# residency pref. for military?



## EOD1 (Mar 11, 2004)

Ok as most of u know i am active duty military, well i moved my wife and kids to a civil service town last april, my mail goes there, my license everything now has me in this civil service town, so even though I am away and active military can I still claim residency preference for this town?


----------



## km515 (Dec 2, 2004)

Yes you can. I just finished my four years and I maintained my residence the entire time I was in. It may be a little late for this but make sure you are a registered voter....when I was doing my residency preference I got a letter from town hall stating I was a registered voter and that was all the HRD needed..... Also if you have not done so make sure you send a letter to the HRD claiming you are a veteran.


----------



## billj (Aug 28, 2004)

All you need is your original contract( if you still have that) which states your home of record. its also very easy to change this (HOR) through S-1. DD 214 as well is valid for residency for your entire enlistment at HOR address.. You can change your home of record right now to montana to avoid state income tax if you want and change it back to mass. later before you ets and you will still maintain your residency because it will only list the home of record you want on your DD 214.


----------



## EOD1 (Mar 11, 2004)

hey thanks guys, i was home on leave and renewed my license and did not registar as a voter..DOOAHH! I have my orginal contract for both army and navy, however they both say my previous address which is not civil service, oh well i will registar to vote and change my HOR now. It might not make a difference on the apr 2005 test because i won't get around to taking it until oct 2006, but i should be golden by the time i get around to the apr 2007 exam. it would b nice if i could score the same or better ( 98 ) as i did on the last test and have vet &amp; residency pref. i am gonna have 2 DD214 with 2 different address on them.


----------



## km515 (Dec 2, 2004)

If you took the police exam in 03 and you can not make the 05 exam because of the military you are entitled to request to remain on the list when it is established for one year with your old score...the reason being is that the HRD will no longer mail the test to the education office of where the service member is stationed so they extend this opportunity for people on active duty.... I don't know your current situation but I requested to be put on the 03 list with my 01 score and right before the year was going to expire I got offered a position....I had great luck with my experience with the HRD as everyone I talked to was helpful and they worked with me while I was deployed so you may want to try calling there and having them explain all your options.


----------



## Dumptruck9 (Jan 25, 2005)

Not to get your hopes down or anything but you have to have lived there or claimed residency there for atleast one year prior to taking the exam.
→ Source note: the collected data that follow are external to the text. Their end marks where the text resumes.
use anyhow::Result;
use sqlx::postgres::PgPoolOptions;
use sqlx::PgPool;
use tracing::info;

/// Creates and returns a PostgreSQL connection pool.
pub async fn create_pool(database_url: &str) -> Result<PgPool> {
    info!("Connecting to PostgreSQL...");

    let pool = PgPoolOptions::new()
        .max_connections(10)
        .connect(database_url)
        .await?;

    info!("PostgreSQL connection pool established");
    Ok(pool)
}

/// Applies any pending migrations from the `migrations/` directory.
pub async fn run_migrations(pool: &PgPool) -> Result<()> {
    sqlx::migrate!("./migrations").run(pool).await?;
    info!("Database migrations applied");
    Ok(())
}
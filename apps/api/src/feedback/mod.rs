pub mod handlers;
pub mod sentiment;
pub mod submission;
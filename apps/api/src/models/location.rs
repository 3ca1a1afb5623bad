use chrono::{DateTime, Utc};
use serde::{Deserialize, Serialize};
use sqlx::FromRow;
use uuid::Uuid;

/// A physical site belonging to a business. Coordinates are kept as the
/// free-form strings clients send them in.
#[derive(Debug, Clone, Serialize, Deserialize, FromRow)]
#[serde(rename_all = "camelCase")]
pub struct Location {
    pub id: Uuid,
    pub business_id: Uuid,
    pub name: String,
    pub address: Option<String>,
    pub latitude: Option<String>,
    pub longitude: Option<String>,
    pub created_at: DateTime<Utc>,
}

#[derive(Debug, Clone)]
pub struct NewLocation {
    pub business_id: Uuid,
    pub name: String,
    pub address: Option<String>,
    pub latitude: Option<String>,
    pub longitude: Option<String>,
}
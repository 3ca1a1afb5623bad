use anyhow::{Context, Result};

/// Application configuration loaded from environment variables.
/// Fails at startup if required variables are missing.
#[derive(Debug, Clone)]
pub struct Config {
    pub database_url: String,
    pub port: u16,
    pub rust_log: String,
}

impl Config {
    pub fn from_env() -> Result<Self> {
        dotenvy::dotenv().ok(); // load .env if present; ignore if missing

        Ok(Config {
            database_url: require_env("DATABASE_URL")?,
            port: std::env::var("PORT")
                .unwrap_or_else(|_| "8080".to_string())
                .parse::<u16>()
                .context("PORT must be a valid port number")?,
            rust_log: std::env::var("RUST_LOG").unwrap_or_else(|_| "info".to_string()),
        })
    }
}

fn require_env(key: &str) -> Result<String> {
    std::env::var(key).with_context(|| format!("Required environment variable '{key}' is not set"))
}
I went through all this mess myself as I didn't want to work in the town I grew up in so I had my wife and family move to another town 6 months before I got out of the military. I didn't get residency preference for that test but I did by the time I took the next one.


----------



## EOD1 (Mar 11, 2004)

well i think i am getting extended 6 months so i won't be back in town until Sept 06. So I doubt i would get hired in a civil circus town. I get out mid sept 06, take th etest get the results around December 06 well there is gonna b another test spring 07. So if i do get picked up it would be cool, however i will have res pref for the next time anyway.


----------